David Howells <dhowells@...hat.com> writes:

> Eric W. Biederman <ebiederm@...ssion.com> wrote:
>
>> Ian if we were to merge this I believe you would win the award for
>> easiest path to a root shell.
>
> Is there any particular reason the upcalled program has to be run as root?
> Could the kernel not run it as something else - perhaps the caller's UID,GID
> or even something anonymous?
>
> Also, call_sbin_request_key() could be given a parameter to call something
> other than /sbin/request-key, and key_type::request_key could be used.

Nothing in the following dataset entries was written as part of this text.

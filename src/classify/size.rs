//! File size filtering

use super::filters::{Filter, FilterDecision};
use super::rejection::RejectionCode;
use crate::intake::UploadedFile;

/// Filter files based on size
#[derive(Debug, Clone, Copy)]
pub struct SizeFilter {
    max_size_bytes: u64,
}

impl SizeFilter {
    pub fn new(max_size_bytes: u64) -> Self {
        Self { max_size_bytes }
    }

    pub fn max_size_bytes(&self) -> u64 {
        self.max_size_bytes
    }
}

impl Filter for SizeFilter {
    fn filter(&self, file: &UploadedFile) -> FilterDecision {
        if file.size > self.max_size_bytes {
            tracing::trace!("{} exceeds {} bytes", file.name, self.max_size_bytes);
            FilterDecision::Reject(RejectionCode::FileTooLarge)
        } else {
            FilterDecision::Accept
        }
    }

    fn name(&self) -> &'static str {
        "SizeFilter"
    }
}

#[cfg(test)]
mod tests {
    use super::*;

    #[test]
    fn test_limit_is_inclusive() {
        let filter = SizeFilter::new(5 * 1024 * 1024);
        let at_limit = UploadedFile::new("a.png", 5 * 1024 * 1024, 1, "image/png");
        let over = UploadedFile::new("b.png", 5 * 1024 * 1024 + 1, 1, "image/png");

        assert_eq!(filter.filter(&at_limit), FilterDecision::Accept);
        assert_eq!(filter.filter(&over), FilterDecision::Reject(RejectionCode::FileTooLarge));
    }
}
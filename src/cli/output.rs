//! Terminal output for yourOrbit
//!
//! Consistent styled messages for every command. Toasts are rendered through
//! [`ConsoleToaster`], which writes with the same symbols.

use console::style;

use crate::notify::{Toast, ToastLevel, ToastSink};

/// Output handler for consistent CLI formatting
#[derive(Debug, Clone, Copy, Default)]
pub struct Output {
    verbose: bool,
    quiet: bool,
}

impl Output {
    pub fn new(verbose: bool, quiet: bool) -> Self {
        Self { verbose, quiet }
    }

    pub fn success(&self, message: &str) {
        if !self.quiet {
            println!("{} {}", style("✔").green(), message);
        }
    }

    /// Errors are always shown, even in quiet mode
    pub fn error(&self, message: &str) {
        eprintln!("{} {}", style("✖").red(), message);
    }

    pub fn warning(&self, message: &str) {
        if !self.quiet {
            println!("{} {}", style("⚠").yellow(), message);
        }
    }

    pub fn info(&self, message: &str) {
        if !self.quiet {
            println!("{} {}", style("ℹ").blue(), message);
        }
    }

    /// Only shown with `-v`
    pub fn verbose(&self, message: &str) {
        if self.verbose {
            println!("{} {}", style("ℹ").dim(), style(message).dim());
        }
    }

    pub fn is_quiet(&self) -> bool {
        self.quiet
    }

    pub fn header(&self, title: &str) {
        if !self.quiet {
            println!("\n{}", style(title).bold().underlined());
        }
    }

    pub fn table_row(&self, key: &str, value: &str) {
        println!("  {:<20} {}", style(key).dim(), value);
    }

    pub fn list_item(&self, item: &str) {
        println!("  • {}", item);
    }

    pub fn indent(&self, message: &str) {
        println!("    {}", message);
    }

    /// Print a key-value pair with consistent styling
    pub fn key_value(&self, key: &str, value: &str, highlight: bool) {
        if !self.quiet {
            let styled_value = if highlight {
                style(value).green().bold()
            } else {
                style(value).white()
            };
            println!("  {} {}", style(key).dim(), styled_value);
        }
    }

    /// Print a status indicator with consistent styling
    pub fn status_indicator(&self, status: &str, message: &str, is_success: bool) {
        if !self.quiet {
            let (icon, color) = if is_success {
                ("✓", style(status).green())
            } else {
                ("✗", style(status).red())
            };
            println!("{} {} {}", style(icon).bold(), color.bold(), message);
        }
    }

    pub fn category(&self, category: &str) {
        if !self.quiet {
            println!("\n{}", style(category).bold().cyan());
        }
    }
}

/// Shows toasts on the terminal. Error toasts go to stderr.
#[derive(Debug, Clone, Copy, Default)]
pub struct ConsoleToaster {
    output: Output,
}

impl ConsoleToaster {
    pub fn new(output: Output) -> Self {
        Self { output }
    }
}

impl ToastSink for ConsoleToaster {
    fn show(&mut self, toast: Toast) {
        tracing::debug!("Toast ({:?}, {}ms): {}", toast.level, toast.duration_ms, toast.title);
        match toast.level {
            ToastLevel::Info => self.output.info(&toast.title),
            ToastLevel::Warning => self.output.warning(&toast.title),
            ToastLevel::Error => self.output.error(&toast.title),
        }

        let Some(description) = toast.description else {
            return;
        };
        for line in description.lines() {
            if toast.level == ToastLevel::Error {
                eprintln!("    {}", style(line).dim());
            } else if !self.output.is_quiet() {
                self.output.indent(&style(line).dim().to_string());
            }
        }
    }
}
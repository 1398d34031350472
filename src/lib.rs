//! # yourOrbit - Job application tracker intake
//!
//! The intake side of the yourOrbit job application tracker: a file drop zone
//! that classifies dropped files against an accept pattern and a size limit,
//! skips files that are already in the list, and reports what happened as
//! toast notifications. The tracker page model on top of it gates text input
//! against file uploads and guards submission behind a session.
//!
//! ## Quick Start
//!
//! ```bash
//! # One drop event, printed as toasts plus the resulting file list
//! yourorbit drop screenshots/*.png
//!
//! # Interactive tracker session
//! yourorbit tracker
//!
//! # Probe the backend
//! yourorbit status
//! ```
//!
//! ## Library Usage
//!
//! ```rust,no_run
//! use yourorbit::dropzone::FileDropZone;
//! use yourorbit::intake::UploadedFile;
//! use yourorbit::notify::ToastLog;
//! use yourorbit::config::DropZoneConfig;
//!
//! let mut zone = FileDropZone::new(DropZoneConfig::default(), ToastLog::default())?;
//! let outcome = zone.handle_drop(vec![
//!     UploadedFile::new("posting.png", 1024, 1_700_000_000_000, "image/png"),
//! ]);
//! assert_eq!(outcome.added, 1);
//! # Ok::<(), anyhow::Error>(())
//! ```

pub mod backend;
pub mod classify;
pub mod cli;
pub mod config;
pub mod dropzone;
pub mod intake;
pub mod notify;
pub mod shared;
pub mod tracker;

pub use cli::{Cli, Output};
pub use config::YourOrbitConfig;

/// Result type alias for yourOrbit operations
pub type Result<T> = anyhow::Result<T>;

/// Version information
pub const VERSION: &str = env!("CARGO_PKG_VERSION");
pub const PKG_NAME: &str = env!("CARGO_PKG_NAME");
pub const PKG_DESCRIPTION: &str = env!("CARGO_PKG_DESCRIPTION");
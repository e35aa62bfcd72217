//! Builder assembling a [`DocumentOptimizer`] from configuration.

use std::sync::Arc;
use std::time::Duration;

use crate::config::{BatchSizes, OptimizerConfig};
use crate::core::{AppResult, DocumentOptimizer, DocumentProcessor, OptimizerError, SystemProbe};

/// Fluent construction of a [`DocumentOptimizer`].
///
/// ```rust,ignore
/// let optimizer = OptimizerBuilder::new(MyProcessor)
///     .with_worker_count(4)
///     .with_max_concurrent_batches(2)
///     .build()?;
/// ```
pub struct OptimizerBuilder<D> {
    processor: D,
    config: OptimizerConfig,
    probe: Option<Arc<dyn SystemProbe>>,
}

impl<D: DocumentProcessor> OptimizerBuilder<D> {
    /// Start from default configuration.
    pub fn new(processor: D) -> Self {
        Self {
            processor,
            config: OptimizerConfig::default(),
            probe: None,
        }
    }

    /// Start from configuration loaded with [`OptimizerConfig::from_env`].
    ///
    /// # Errors
    ///
    /// Fails if an environment override cannot be parsed or is invalid.
    pub fn from_env(processor: D) -> AppResult<Self> {
        Ok(Self::new(processor).with_config(OptimizerConfig::from_env()?))
    }

    /// Replace the whole configuration.
    #[must_use]
    pub fn with_config(mut self, config: OptimizerConfig) -> Self {
        self.config = config;
        self
    }

    /// Set the number of workers.
    #[must_use]
    pub fn with_worker_count(mut self, count: usize) -> Self {
        self.config.pool.worker_count = count;
        self
    }

    /// Set the batch sizes per processing type.
    #[must_use]
    pub fn with_batch_sizes(mut self, sizes: BatchSizes) -> Self {
        self.config.batch_sizes = sizes;
        self
    }

    /// Set the cache entry lifetime.
    #[must_use]
    pub fn with_cache_ttl(mut self, ttl: Duration) -> Self {
        self.config.cache.ttl_ms = u64::try_from(ttl.as_millis()).unwrap_or(u64::MAX);
        self
    }

    /// Set the cache capacity.
    #[must_use]
    pub fn with_cache_capacity(mut self, capacity: usize) -> Self {
        self.config.cache.capacity = capacity;
        self
    }

    /// Set the memory ratio above which work is throttled.
    #[must_use]
    pub fn with_memory_threshold(mut self, threshold: f64) -> Self {
        self.config.monitor.memory_threshold = threshold;
        self
    }

    /// Set how many batches may be in flight at once.
    #[must_use]
    pub fn with_max_concurrent_batches(mut self, ceiling: usize) -> Self {
        self.config.max_concurrent_batches = ceiling;
        self
    }

    /// Sample resources through `probe` instead of `sysinfo`.
    #[must_use]
    pub fn with_probe(mut self, probe: Arc<dyn SystemProbe>) -> Self {
        self.probe = Some(probe);
        self
    }

    /// The configuration accumulated so far.
    #[must_use]
    pub const fn config(&self) -> &OptimizerConfig {
        &self.config
    }

    /// Validate configuration and start the optimizer.
    ///
    /// # Errors
    ///
    /// Returns `OptimizerError::InvalidConfig` if validation fails, or
    /// `OptimizerError::Pool` if workers cannot be started.
    pub fn build(self) -> Result<DocumentOptimizer<D>, OptimizerError> {
        match self.probe {
            Some(probe) => DocumentOptimizer::with_probe(self.config, self.processor, probe),
            None => DocumentOptimizer::new(self.config, self.processor),
        }
    }
}
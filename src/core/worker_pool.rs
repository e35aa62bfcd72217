//! Worker pool with dedicated worker threads.
//!
//! This module provides a `WorkerPool` that runs CPU-bound document work
//! separately from the caller's async runtime. Each worker is an OS thread
//! that pulls one task at a time from a FIFO queue.
//!
//! # Key Features
//!
//! - **Backpressure**: callers await admission instead of the queue growing unbounded
//! - **Self-healing**: a worker whose task panics is replaced at the same slot
//! - **Crash isolation**: only the task on the crashed worker fails
//! - **Graceful shutdown**: queued work is rejected, in-flight work gets a timeout
//!
//! # Example
//!
//! ```rust,ignore
//! use docpipe::core::{ProcessingType, WorkerPool};
//! use docpipe::config::WorkerPoolConfig;
//!
//! let pool = WorkerPool::new(WorkerPoolConfig::new().with_worker_count(4), my_executor)?;
//! let result = pool.execute(ProcessingType::Text, payload).await?;
//! let status = pool.status();
//! ```

mod native;

use std::fmt;
use std::sync::atomic::{AtomicU64, Ordering};

use serde::{Deserialize, Serialize};
use tokio::sync::{oneshot, OwnedSemaphorePermit};
use uuid::Uuid;

use super::classifier::ProcessingType;

/// Correlation id of a task, unique while it is in the active-job table.
pub type JobId = Uuid;

/// Errors that can occur when using a `WorkerPool`.
#[derive(Debug, Clone, PartialEq, Eq)]
pub enum PoolError {
    /// The task queue is full; no more tasks can be accepted.
    QueueFull,

    /// The worker running the task crashed.
    WorkerCrashed {
        /// Slot index of the crashed worker.
        worker_index: usize,
        /// Panic message, if one could be recovered.
        message: String,
    },

    /// The operation timed out.
    Timeout,

    /// The pool has been shut down.
    PoolShutdown,

    /// Configuration validation failed.
    InvalidConfig(String),

    /// Internal error (thread spawn failure, runtime build failure, etc.).
    Internal(String),
}

impl fmt::Display for PoolError {
    fn fmt(&self, f: &mut fmt::Formatter<'_>) -> fmt::Result {
        match self {
            Self::QueueFull => write!(f, "task queue is full"),
            Self::WorkerCrashed { worker_index, message } => {
                write!(f, "worker {worker_index} crashed: {message}")
            }
            Self::Timeout => write!(f, "operation timed out"),
            Self::PoolShutdown => write!(f, "pool has been shut down"),
            Self::InvalidConfig(msg) => write!(f, "invalid configuration: {msg}"),
            Self::Internal(msg) => write!(f, "internal error: {msg}"),
        }
    }
}

impl std::error::Error for PoolError {}

/// Metadata handed to the executor with each task.
#[derive(Debug, Clone, PartialEq, Eq, Serialize, Deserialize)]
pub struct TaskMetadata {
    /// Correlation id.
    pub id: JobId,
    /// Processing type of the task.
    pub task_type: ProcessingType,
    /// Submission time in milliseconds since epoch.
    pub submitted_at_ms: u128,
}

/// Lifecycle state of a worker slot.
#[derive(Debug, Clone, Copy, PartialEq, Eq, Serialize, Deserialize)]
#[serde(rename_all = "lowercase")]
pub enum WorkerState {
    /// Waiting for a task.
    Idle,
    /// Running a task.
    Busy,
    /// Task panicked; a replacement is being started.
    Crashed,
    /// Thread has exited after shutdown.
    Stopped,
}

/// A worker's identity and current assignment.
#[derive(Debug, Clone, PartialEq, Eq, Serialize, Deserialize)]
pub struct WorkerRecord {
    /// Slot index, stable across replacements.
    pub index: usize,
    /// Identity of the thread currently occupying the slot.
    pub worker_id: Uuid,
    /// Current state.
    pub state: WorkerState,
    /// Task currently assigned, if any.
    pub current_job: Option<JobId>,
    /// Tasks finished by this worker identity.
    pub tasks_completed: u64,
}

impl WorkerRecord {
    pub(crate) const fn new(index: usize, worker_id: Uuid) -> Self {
        Self {
            index,
            worker_id,
            state: WorkerState::Idle,
            current_job: None,
            tasks_completed: 0,
        }
    }

    /// True when the worker can take a task.
    #[must_use]
    pub fn is_available(&self) -> bool {
        self.state == WorkerState::Idle
    }
}

/// Entry in the pool's active-job table.
#[derive(Debug, Clone, PartialEq, Eq, Serialize, Deserialize)]
pub struct ActiveJob {
    /// Correlation id.
    pub id: JobId,
    /// Processing type.
    pub task_type: ProcessingType,
    /// Slot index of the assigned worker.
    pub worker_index: usize,
    /// Assignment time in milliseconds since epoch.
    pub started_at_ms: u128,
}

/// Snapshot of pool utilization.
#[derive(Debug, Clone, Default, PartialEq, Serialize, Deserialize)]
pub struct PoolStatus {
    /// Configured worker count.
    pub total_workers: usize,
    /// Workers currently idle.
    pub available_workers: usize,
    /// Tasks currently assigned to a worker.
    pub active_jobs: usize,
    /// Tasks waiting for a worker.
    pub queued_tasks: u64,
    /// `1 - available / total`.
    pub utilization: f64,
    /// Total tasks submitted.
    pub submitted_tasks: u64,
    /// Total tasks completed.
    pub completed_tasks: u64,
    /// Total tasks failed (crash or shutdown).
    pub failed_tasks: u64,
    /// Total worker crashes.
    pub worker_crashes: u64,
}

/// What a shutdown did.
#[derive(Debug, Clone, Copy, Default, PartialEq, Eq, Serialize, Deserialize)]
pub struct ShutdownReport {
    /// Workers that exited within the timeout.
    pub joined: usize,
    /// Workers still running when the timeout elapsed.
    pub abandoned: usize,
    /// Queued tasks failed with [`PoolError::PoolShutdown`].
    pub rejected: usize,
}

/// Internal counters for pool statistics (thread-safe).
#[derive(Debug, Default)]
pub(crate) struct PoolCounters {
    pub queued_tasks: AtomicU64,
    pub submitted_tasks: AtomicU64,
    pub completed_tasks: AtomicU64,
    pub failed_tasks: AtomicU64,
    pub worker_crashes: AtomicU64,
}

impl PoolCounters {
    /// Build a status snapshot from counters and worker-level figures.
    pub fn snapshot(&self, total_workers: usize, available_workers: usize, active_jobs: usize) -> PoolStatus {
        #[allow(clippy::cast_precision_loss)]
        let utilization = if total_workers == 0 {
            0.0
        } else {
            1.0 - available_workers as f64 / total_workers as f64
        };
        PoolStatus {
            total_workers,
            available_workers,
            active_jobs,
            queued_tasks: self.queued_tasks.load(Ordering::Relaxed),
            utilization,
            submitted_tasks: self.submitted_tasks.load(Ordering::Relaxed),
            completed_tasks: self.completed_tasks.load(Ordering::Relaxed),
            failed_tasks: self.failed_tasks.load(Ordering::Relaxed),
            worker_crashes: self.worker_crashes.load(Ordering::Relaxed),
        }
    }
}

/// A task submitted to the worker pool.
pub(crate) struct WorkerTask<P, R> {
    /// The task payload to execute.
    pub payload: P,
    /// Task metadata.
    pub meta: TaskMetadata,
    /// Where the outcome is delivered.
    pub reply: oneshot::Sender<Result<R, PoolError>>,
    /// Admission slot, released once the task has been answered or rejected.
    pub permit: OwnedSemaphorePermit,
}

pub use native::WorkerPool;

Fundamentally the upcall needs to happen with enough privileges to do
the job, and that means running in practice running as root in the
appropriate context.  If we didn't need to gain privileges we wouldn't
need an upcall.

In the code I was critisizing struct cred was not being changed because
of what I believe was an ignorance of what task->nsproxy was about and
is for.

It is straight forward to save off a for a kernel thread from the
process calling mount and make it responsible for the upcall and use
that as the parent for all of the containerized upcalls, and we could
easily run with that threads permissions.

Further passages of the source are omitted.